Ale chociaż aplikacje bankowe na smartfony są już powszechnie dostępne, to nie wszędzie oferują taki sam zakres usług i nie wszędzie w takim samym stopniu zaspokajają potrzeby użytkowników. Polska wydaje się pod tym względem w korzystnej sytuacji.
- Aż 82 proc. rodaków deklaruje, że za pomocą bankowości mobilnej jest w stanie zrobić wszystko, czego potrzebuje. To najwyższy odsetek ze wszystkich państw objętych badaniem - dodaje Pogorzelski.
Czyli trend dalszego rozwoju i uproszczenia bankowości mobilnej będzie kontynuowany. To dobra wiadomość. Jak i ta, że banki będą musiały zwrócić większą uwagę na bezpieczeństwo, choć w tej dziedzinie też nie jest u nas źle. W cenie będą również innowacje.
Dwustopniowe uwierzytelnianie
Obecnie już ponad 27 proc. Polaków deklaruje, że loguje się do banku za pomocą odcisku palca. I choć barierą dalszego upowszechnienia się biometrii jest to, że nie jest ona postrzegana jako szczególnie bezpieczna to wydaje się, że z czasem przekonamy się do tej formy.

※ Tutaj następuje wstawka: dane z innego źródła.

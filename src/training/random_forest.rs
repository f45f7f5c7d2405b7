//! Random forest of bootstrapped CART trees

use super::decision_tree::{Criterion, DecisionTree, FeatureMatrix, MaxFeatures};
use crate::error::{MlopsError, Result};
use ndarray::Array1;
use rand::{Rng, SeedableRng};
use rand_chacha::ChaCha8Rng;
use rayon::prelude::*;
use serde::{Deserialize, Serialize};
use std::collections::BTreeMap;
use tracing::debug;

/// Random forest model
#[derive(Debug, Clone, Serialize, Deserialize)]
pub struct RandomForest {
    trees: Vec<DecisionTree>,
    pub n_estimators: usize,
    pub max_depth: Option<usize>,
    pub min_samples_split: usize,
    pub min_samples_leaf: usize,
    pub max_features: MaxFeatures,
    pub bootstrap: bool,
    pub criterion: Criterion,
    pub random_state: Option<u64>,
}

impl RandomForest {
    pub fn new_regressor(n_estimators: usize) -> Self {
        Self::with_kind(n_estimators, Criterion::Mse, MaxFeatures::All)
    }

    pub fn new_classifier(n_estimators: usize) -> Self {
        Self::with_kind(n_estimators, Criterion::Gini, MaxFeatures::Sqrt)
    }

    fn with_kind(n_estimators: usize, criterion: Criterion, max_features: MaxFeatures) -> Self {
        Self {
            trees: Vec::new(),
            n_estimators,
            max_depth: None,
            min_samples_split: 2,
            min_samples_leaf: 1,
            max_features,
            bootstrap: true,
            criterion,
            random_state: None,
        }
    }

    pub fn with_max_depth(mut self, depth: usize) -> Self {
        self.max_depth = Some(depth);
        self
    }

    pub fn with_min_samples_split(mut self, n: usize) -> Self {
        self.min_samples_split = n;
        self
    }

    pub fn with_min_samples_leaf(mut self, n: usize) -> Self {
        self.min_samples_leaf = n;
        self
    }

    pub fn with_max_features(mut self, max_features: MaxFeatures) -> Self {
        self.max_features = max_features;
        self
    }

    pub fn with_bootstrap(mut self, bootstrap: bool) -> Self {
        self.bootstrap = bootstrap;
        self
    }

    pub fn with_random_state(mut self, seed: u64) -> Self {
        self.random_state = Some(seed);
        self
    }

    fn is_classification(&self) -> bool {
        self.criterion != Criterion::Mse
    }

    pub fn trees(&self) -> &[DecisionTree] {
        &self.trees
    }

    /// Parameters in the form they are logged to the tracking server
    pub fn params(&self) -> BTreeMap<String, String> {
        let mut p = BTreeMap::new();
        p.insert("n_estimators".to_string(), self.n_estimators.to_string());
        p.insert(
            "max_depth".to_string(),
            self.max_depth.map_or("None".to_string(), |d| d.to_string()),
        );
        p.insert("min_samples_split".to_string(), self.min_samples_split.to_string());
        p.insert("min_samples_leaf".to_string(), self.min_samples_leaf.to_string());
        p.insert("max_features".to_string(), self.max_features.as_param());
        p.insert("bootstrap".to_string(), self.bootstrap.to_string());
        if let Some(seed) = self.random_state {
            p.insert("random_state".to_string(), seed.to_string());
        }
        p
    }

    /// Fit all trees in parallel, each on its own bootstrap sample
    pub fn fit<M: FeatureMatrix + ?Sized>(&mut self, x: &M, y: &Array1<f64>) -> Result<&mut Self> {
        let n_samples = x.n_rows();
        if n_samples != y.len() {
            return Err(MlopsError::ShapeError {
                expected: format!("{} targets", n_samples),
                actual: format!("{} targets", y.len()),
            });
        }
        if n_samples == 0 {
            return Err(MlopsError::TrainingError("cannot fit a forest on zero rows".to_string()));
        }
        if self.n_estimators == 0 {
            return Err(MlopsError::invalid_param("n_estimators", 0, "must be at least 1"));
        }

        let base_seed = match self.random_state {
            Some(seed) => seed,
            None => rand::thread_rng().gen(),
        };

        let trees = (0..self.n_estimators)
            .into_par_iter()
            .map(|t| {
                let seed = base_seed.wrapping_add(t as u64);
                let mut rng = ChaCha8Rng::seed_from_u64(seed);
                let rows: Vec<usize> = if self.bootstrap {
                    (0..n_samples).map(|_| rng.gen_range(0..n_samples)).collect()
                } else {
                    (0..n_samples).collect()
                };

                let mut tree = DecisionTree::new_regressor()
                    .with_criterion(self.criterion)
                    .with_min_samples_split(self.min_samples_split)
                    .with_min_samples_leaf(self.min_samples_leaf)
                    .with_max_features(self.max_features)
                    .with_random_state(seed.wrapping_mul(0x9E37_79B9_7F4A_7C15));
                tree.max_depth = self.max_depth;
                tree.fit_indices(x, y, &rows)?;
                Ok(tree)
            })
            .collect::<Result<Vec<_>>>()?;

        debug!(n_trees = trees.len(), n_samples, "fitted random forest");
        self.trees = trees;
        Ok(self)
    }

    /// Mean of tree predictions for regression, majority vote for classification
    pub fn predict<M: FeatureMatrix + ?Sized>(&self, x: &M) -> Result<Array1<f64>> {
        if self.trees.is_empty() {
            return Err(MlopsError::ModelNotFitted);
        }
        let per_tree = self
            .trees
            .par_iter()
            .map(|t| t.predict(x))
            .collect::<Result<Vec<_>>>()?;

        let n = x.n_rows();
        if self.is_classification() {
            Ok((0..n)
                .map(|i| {
                    let mut votes: BTreeMap<i64, usize> = BTreeMap::new();
                    for p in &per_tree {
                        *votes.entry(p[i].round() as i64).or_default() += 1;
                    }
                    votes
                        .into_iter()
                        .fold((0i64, 0usize), |acc, (cls, c)| if c > acc.1 { (cls, c) } else { acc })
                        .0 as f64
                })
                .collect())
        } else {
            let mut sum = Array1::<f64>::zeros(n);
            for p in &per_tree {
                sum += p;
            }
            Ok(sum / per_tree.len() as f64)
        }
    }
}

#[cfg(test)]
mod tests {
    use super::*;
    use crate::data::CsrMatrix;
    use crate::training::root_mean_squared_error;
    use ndarray::{array, Array2};

    fn linear_data() -> (Array2<f64>, Array1<f64>) {
        let x = Array2::from_shape_fn((60, 3), |(i, j)| ((i * (j + 1)) % 17) as f64);
        let y = x.column(0).mapv(|v| 2.0 * v + 1.0);
        (x, y)
    }

    #[test]
    fn test_regressor_beats_mean_baseline() {
        let (x, y) = linear_data();
        let mut rf = RandomForest::new_regressor(20)
            .with_max_depth(6)
            .with_random_state(0);
        rf.fit(&x, &y).unwrap();

        let pred = rf.predict(&x).unwrap();
        let baseline = Array1::from_elem(y.len(), y.mean().unwrap());
        let rmse = root_mean_squared_error(&y, &pred).unwrap();
        assert!(rmse < root_mean_squared_error(&y, &baseline).unwrap() / 2.0);
        assert_eq!(rf.trees().len(), 20);
    }

    #[test]
    fn test_seed_is_reproducible() {
        let (x, y) = linear_data();
        let fit = |seed| {
            let mut rf = RandomForest::new_regressor(5)
                .with_max_features(MaxFeatures::Sqrt)
                .with_random_state(seed);
            rf.fit(&x, &y).unwrap();
            rf.predict(&x).unwrap()
        };
        assert_eq!(fit(42), fit(42));
    }

    #[test]
    fn test_classifier_vote() {
        let x = array![[0.0], [0.1], [0.2], [1.0], [1.1], [1.2]];
        let y = array![0.0, 0.0, 0.0, 1.0, 1.0, 1.0];
        let mut rf = RandomForest::new_classifier(15).with_random_state(3);
        rf.fit(&x, &y).unwrap();
        let pred = rf.predict(&array![[0.05], [1.15]]).unwrap();
        assert_eq!(pred, array![0.0, 1.0]);
    }

    #[test]
    fn test_params_for_logging() {
        let rf = RandomForest::new_regressor(50)
            .with_max_depth(10)
            .with_max_features(MaxFeatures::Sqrt)
            .with_random_state(0);
        let p = rf.params();
        assert_eq!(p["max_features"], "sqrt");
        assert_eq!(p["max_depth"], "10");
        assert_eq!(p["min_samples_split"], "2");
    }

    #[test]
    fn test_fits_one_hot_csr_without_densifying() {
        let (_, y) = linear_data();
        let one_hot = Array2::from_shape_fn((60, 20), |(i, j)| if (i * 7) % 20 == j { 1.0 } else { 0.0 });
        let sparse = CsrMatrix::from_dense(&one_hot);
        let fit_dense = {
            let mut rf = RandomForest::new_regressor(8).with_random_state(11);
            rf.fit(&one_hot, &y).unwrap();
            rf.predict(&one_hot).unwrap()
        };
        let mut rf = RandomForest::new_regressor(8).with_random_state(11);
        rf.fit(&sparse, &y).unwrap();
        assert_eq!(rf.predict(&sparse).unwrap(), fit_dense);
    }

    #[test]
    fn test_predict_unfitted() {
        let rf = RandomForest::new_regressor(3);
        assert!(rf.predict(&array![[1.0]]).is_err());
    }
}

Najszerszym zaufaniem (81 proc. Polaków) cieszy się dwustopniowe uwierzytelnianie a następnie silne hasło (74 proc.). Na trzecim miejscu jest rozpoznawanie odcisków palców (71 proc. Polaków uważa je za bezpieczne).
Trend w obsłudze klienta wydaje się zatem zrozumiały - dążenie do mobilności i ułatwienia w tym zakresie z jednoczesną likwidacją coraz mniej potrzebnych i drogich placówek fizycznych. Widać zatem, jak technologia ułatwiła nam życie patrząc jeszcze 15-20 lat wstecz, gdy kolejki przed bankowymi okienkami były długie i powszechne.
To na plus. Na minus - oprocentowanie lokat i nieopłacalność oszczędzania. Ale to już zupełnie inna historia, o której nie raz tu pisaliśmy.